Input ::
impl<'a> CallReducer<'a> {
    /// String.prototype.indexOf(search[, position]): lower to the direct
    /// search operator once receiver and search are known strings and the
    /// position is a small integer.
    pub(crate) fn reduce_string_index_of(
        &mut self,
        node: NodeId,
        params: &CallParameters,
    ) -> Result<Reduction, ReduceError> {
        if self.speculation_disallowed(params) {
            return Ok(Reduction::NoChange);
        }
        if self.argument_count(node) < 1 {
            return Ok(Reduction::NoChange);
        }
        let receiver = self.receiver(node);
        let search = self.argument(node, 0).expect("checked arity");
        let position = self.argument(node, 1);
        let feedback = params.feedback;
        let effect = self.effect_of(node);
        let control = self.control_of(node);
        let mut asm = GraphAssembler::new(self.graph, effect, control);

        let receiver = asm.check_string(receiver, feedback);
        let search = asm.check_string(search, feedback);
        let position = match position {
            Some(position) => asm.check_smi(position, feedback),
            None => asm.zero(),
        };
        let value = asm
            .graph()
            .add(Opcode::StringIndexOf, &[receiver, search, position], &[], &[]);
        let final_effect = asm.effect();
        self.graph
            .replace_with_value(node, value, Some(final_effect), None);
        Ok(Reduction::Replaced(value))
    }

    /// String.prototype.substring(start[, end]): both offsets clamp into
    /// [0, length]; an inverted pair swaps.
    pub(crate) fn reduce_string_substring(
        &mut self,
        node: NodeId,
        params: &CallParameters,
    ) -> Result<Reduction, ReduceError> {
        if self.speculation_disallowed(params) {
            return Ok(Reduction::NoChange);
        }
        if self.argument_count(node) < 1 {
            return Ok(Reduction::NoChange);
        }
        let receiver = self.receiver(node);
        let start = self.argument(node, 0).expect("checked arity");
        let end = self.argument_or_undefined(node, 1);
        let feedback = params.feedback;
        let effect = self.effect_of(node);
        let control = self.control_of(node);
        let mut asm = GraphAssembler::new(self.graph, effect, control);

        let receiver = asm.check_string(receiver, feedback);
        let start = asm.check_smi(start, feedback);
        let length = asm.pure1(Opcode::StringLength, receiver);
        let end = end_or_length(&mut asm, end, length, feedback);

        let zero = asm.zero();
        let start_clamped = asm.number_max(start, zero);
        let final_start = asm.number_min(start_clamped, length);
        let end_clamped = asm.number_max(end, zero);
        let final_end = asm.number_min(end_clamped, length);

        let from = asm.number_min(final_start, final_end);
        let to = asm.number_max(final_start, final_end);

        let value = asm.effectful(Opcode::StringSubstring, &[receiver, from, to]);
        let final_effect = asm.effect();
        let final_control = asm.control();
        self.graph
            .replace_with_value(node, value, Some(final_effect), Some(final_control));
        Ok(Reduction::Replaced(value))
    }

    /// String.prototype.slice(start[, end]): negative offsets count from the
    /// end; an empty range yields the empty string without touching memory.
    pub(crate) fn reduce_string_slice(
        &mut self,
        node: NodeId,
        params: &CallParameters,
    ) -> Result<Reduction, ReduceError> {
        if self.speculation_disallowed(params) {
            return Ok(Reduction::NoChange);
        }
        if self.argument_count(node) < 1 {
            return Ok(Reduction::NoChange);
        }
        let receiver = self.receiver(node);
        let start = self.argument(node, 0).expect("checked arity");
        let end = self.argument_or_undefined(node, 1);
        let feedback = params.feedback;
        let effect = self.effect_of(node);
        let control = self.control_of(node);
        let mut asm = GraphAssembler::new(self.graph, effect, control);

        let receiver = asm.check_string(receiver, feedback);
        let start = asm.check_smi(start, feedback);
        let length = asm.pure1(Opcode::StringLength, receiver);
        let end = end_or_length(&mut asm, end, length, feedback);

        let zero = asm.zero();
        let from = {
            let negative = asm.number_less_than(start, zero);
            let relative = asm.number_add(length, start);
            let clamped = asm.number_max(relative, zero);
            let positive = asm.number_min(start, length);
            let selected = asm.select(BranchHint::False, negative, clamped, positive);
            asm.type_guard(GuardType::UnsignedSmall, selected)
        };
        let to = {
            let negative = asm.number_less_than(end, zero);
            let relative = asm.number_add(length, end);
            let clamped = asm.number_max(relative, zero);
            let positive = asm.number_min(end, length);
            let selected = asm.select(BranchHint::False, negative, clamped, positive);
            asm.type_guard(GuardType::UnsignedSmall, selected)
        };

        let in_order = asm.number_less_than(from, to);
        let (if_nonempty, if_empty) = asm.branch(in_order, BranchHint::True);
        let effect_at_branch = asm.effect();

        asm.set_control(if_nonempty);
        let substring = asm.effectful(Opcode::StringSubstring, &[receiver, from, to]);
        let nonempty_effect = asm.effect();
        let nonempty_control = asm.control();

        let empty = asm.graph().empty_string();
        let merge = asm.merge2(nonempty_control, if_empty);
        let ephi = asm.effect_phi2(nonempty_effect, effect_at_branch, merge);
        let value = asm.phi2(substring, empty, merge);

        self.graph
            .replace_with_value(node, value, Some(ephi), Some(merge));
        Ok(Reduction::Replaced(value))
    }

    /// String.prototype.substr(start[, length]): a negative start counts
    /// from the end; the result length clamps to what remains.
    pub(crate) fn reduce_string_substr(
        &mut self,
        node: NodeId,
        params: &CallParameters,
    ) -> Result<Reduction, ReduceError> {
        if self.speculation_disallowed(params) {
            return Ok(Reduction::NoChange);
        }
        if self.argument_count(node) < 1 {
            return Ok(Reduction::NoChange);
        }
        let receiver = self.receiver(node);
        let start = self.argument(node, 0).expect("checked arity");
        let end = self.argument_or_undefined(node, 1);
        let feedback = params.feedback;
        let effect = self.effect_of(node);
        let control = self.control_of(node);
        let mut asm = GraphAssembler::new(self.graph, effect, control);

        let receiver = asm.check_string(receiver, feedback);
        let start = asm.check_smi(start, feedback);
        let length = asm.pure1(Opcode::StringLength, receiver);
        // A missing length argument takes everything to the end.
        let end = end_or_length(&mut asm, end, length, feedback);

        let zero = asm.zero();
        let init_start = {
            let negative = asm.number_less_than(start, zero);
            let relative = asm.number_add(length, start);
            let clamped = asm.number_max(relative, zero);
            let selected = asm.select(BranchHint::False, negative, clamped, start);
            asm.type_guard(GuardType::UnsignedSmall, selected)
        };
        let end_clamped = asm.number_max(end, zero);
        let remaining = asm.number_subtract(length, init_start);
        let result_length = asm.number_min(end_clamped, remaining);
        let to_raw = asm.number_add(init_start, result_length);
        let to = asm.type_guard(GuardType::UnsignedSmall, to_raw);

        let nonempty = asm.number_less_than(zero, result_length);
        let (if_nonempty, if_empty) = asm.branch(nonempty, BranchHint::True);
        let effect_at_branch = asm.effect();

        asm.set_control(if_nonempty);
        let substring = asm.effectful(Opcode::StringSubstring, &[receiver, init_start, to]);
        let nonempty_effect = asm.effect();
        let nonempty_control = asm.control();

        let empty = asm.graph().empty_string();
        let merge = asm.merge2(nonempty_control, if_empty);
        let ephi = asm.effect_phi2(nonempty_effect, effect_at_branch, merge);
        let value = asm.phi2(substring, empty, merge);

        self.graph
            .replace_with_value(node, value, Some(ephi), Some(merge));
        Ok(Reduction::Replaced(value))
    }

    /// charAt / charCodeAt / codePointAt: known-string receiver, small
    /// integer position checked against the current length.
    pub(crate) fn reduce_string_string_at(
        &mut self,
        node: NodeId,
        params: &CallParameters,
        variant: StringAtVariant,
    ) -> Result<Reduction, ReduceError> {
        if self.speculation_disallowed(params) {
            return Ok(Reduction::NoChange);
        }
        let receiver = self.receiver(node);
        let index = self.argument(node, 0);
        let feedback = params.feedback;
        let effect = self.effect_of(node);
        let control = self.control_of(node);
        let mut asm = GraphAssembler::new(self.graph, effect, control);

        let receiver = asm.check_string(receiver, feedback);
        let index = match index {
            Some(index) => asm.check_smi(index, feedback),
            None => asm.zero(),
        };
        let length = asm.pure1(Opcode::StringLength, receiver);
        let checked_index = asm.check_bounds(index, length, feedback);
        let op = match variant {
            StringAtVariant::CharAt => Opcode::StringCharAt,
            StringAtVariant::CharCodeAt => Opcode::StringCharCodeAt,
            StringAtVariant::CodePointAt => Opcode::StringCodePointAt,
        };
        let value = asm.effectful(op, &[receiver, checked_index]);
        let final_effect = asm.effect();
        self.graph
            .replace_with_value(node, value, Some(final_effect), None);
        Ok(Reduction::Replaced(value))
    }

    /// String.prototype.concat with zero or one argument
    pub(crate) fn reduce_string_concat(
        &mut self,
        node: NodeId,
        params: &CallParameters,
    ) -> Result<Reduction, ReduceError> {
        if self.speculation_disallowed(params) {
            return Ok(Reduction::NoChange);
        }
        let argc = self.argument_count(node);
        if argc > 1 {
            return Ok(Reduction::NoChange);
        }
        let receiver = self.receiver(node);
        let argument = self.argument(node, 0);
        let feedback = params.feedback;
        let effect = self.effect_of(node);
        let control = self.control_of(node);
        let mut asm = GraphAssembler::new(self.graph, effect, control);

        let receiver = asm.check_string(receiver, feedback);
        let value = match argument {
            None => receiver,
            Some(argument) => {
                let argument = asm.check_string(argument, feedback);
                asm.effectful(Opcode::StringConcat, &[receiver, argument])
            }
        };
        let final_effect = asm.effect();
        self.graph
            .replace_with_value(node, value, Some(final_effect), None);
        Ok(Reduction::Replaced(value))
    }

    /// toLowerCase / toUpperCase over a known-string receiver
    pub(crate) fn reduce_string_case(
        &mut self,
        node: NodeId,
        params: &CallParameters,
        variant: StringCaseVariant,
    ) -> Result<Reduction, ReduceError> {
        if self.speculation_disallowed(params) {
            return Ok(Reduction::NoChange);
        }
        let receiver = self.receiver(node);
        let feedback = params.feedback;
        let effect = self.effect_of(node);
        let control = self.control_of(node);
        let mut asm = GraphAssembler::new(self.graph, effect, control);

        let receiver = asm.check_string(receiver, feedback);
        let op = match variant {
            StringCaseVariant::Lower => Opcode::StringToLowerCase,
            StringCaseVariant::Upper => Opcode::StringToUpperCase,
        };
        let value = asm.effectful(op, &[receiver]);
        let final_effect = asm.effect();
        self.graph
            .replace_with_value(node, value, Some(final_effect), None);
        Ok(Reduction::Replaced(value))
    }

    /// String.prototype[Symbol.iterator]: allocate the iterator directly
    pub(crate) fn reduce_string_iterator(
        &mut self,
        node: NodeId,
        params: &CallParameters,
    ) -> Result<Reduction, ReduceError> {
        if self.speculation_disallowed(params) {
            return Ok(Reduction::NoChange);
        }
        let receiver = self.receiver(node);
        let feedback = params.feedback;
        let effect = self.effect_of(node);
        let control = self.control_of(node);
        let mut asm = GraphAssembler::new(self.graph, effect, control);

        let receiver = asm.check_string(receiver, feedback);
        let value = asm.effectful(Opcode::NewStringIterator, &[receiver]);
        let final_effect = asm.effect();
        self.graph
            .replace_with_value(node, value, Some(final_effect), None);
        Ok(Reduction::Replaced(value))
    }

    /// String.fromCharCode with a single code unit
    pub(crate) fn reduce_string_from_char_code(
        &mut self,
        node: NodeId,
        params: &CallParameters,
    ) -> Result<Reduction, ReduceError> {
        if self.speculation_disallowed(params) {
            return Ok(Reduction::NoChange);
        }
        let argc = self.argument_count(node);
        if argc == 0 {
            let value = self.graph.empty_string();
            self.graph.replace_with_value(node, value, None, None);
            return Ok(Reduction::Replaced(value));
        }
        if argc > 1 {
            return Ok(Reduction::NoChange);
        }
        let input = self.argument(node, 0).expect("checked arity");
        let feedback = params.feedback;
        let effect = self.effect_of(node);
        let control = self.control_of(node);
        let mut asm = GraphAssembler::new(self.graph, effect, control);

        let converted = asm.speculative_to_number(input, feedback);
        let value = asm.pure1(Opcode::StringFromSingleCharCode, converted);
        let final_effect = asm.effect();
        self.graph
            .replace_with_value(node, value, Some(final_effect), None);
        Ok(Reduction::Replaced(value))
    }

}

What is needed ::
Check each line above for the string "prototype" and show the ones that have it.

Result of this exercise ::
    /// String.prototype.indexOf(search[, position]): lower to the direct
    /// String.prototype.substring(start[, end]): both offsets clamp into
    /// String.prototype.slice(start[, end]): negative offsets count from the
    /// String.prototype.substr(start[, length]): a negative start counts
    /// String.prototype.concat with zero or one argument
    /// String.prototype[Symbol.iterator]: allocate the iterator directly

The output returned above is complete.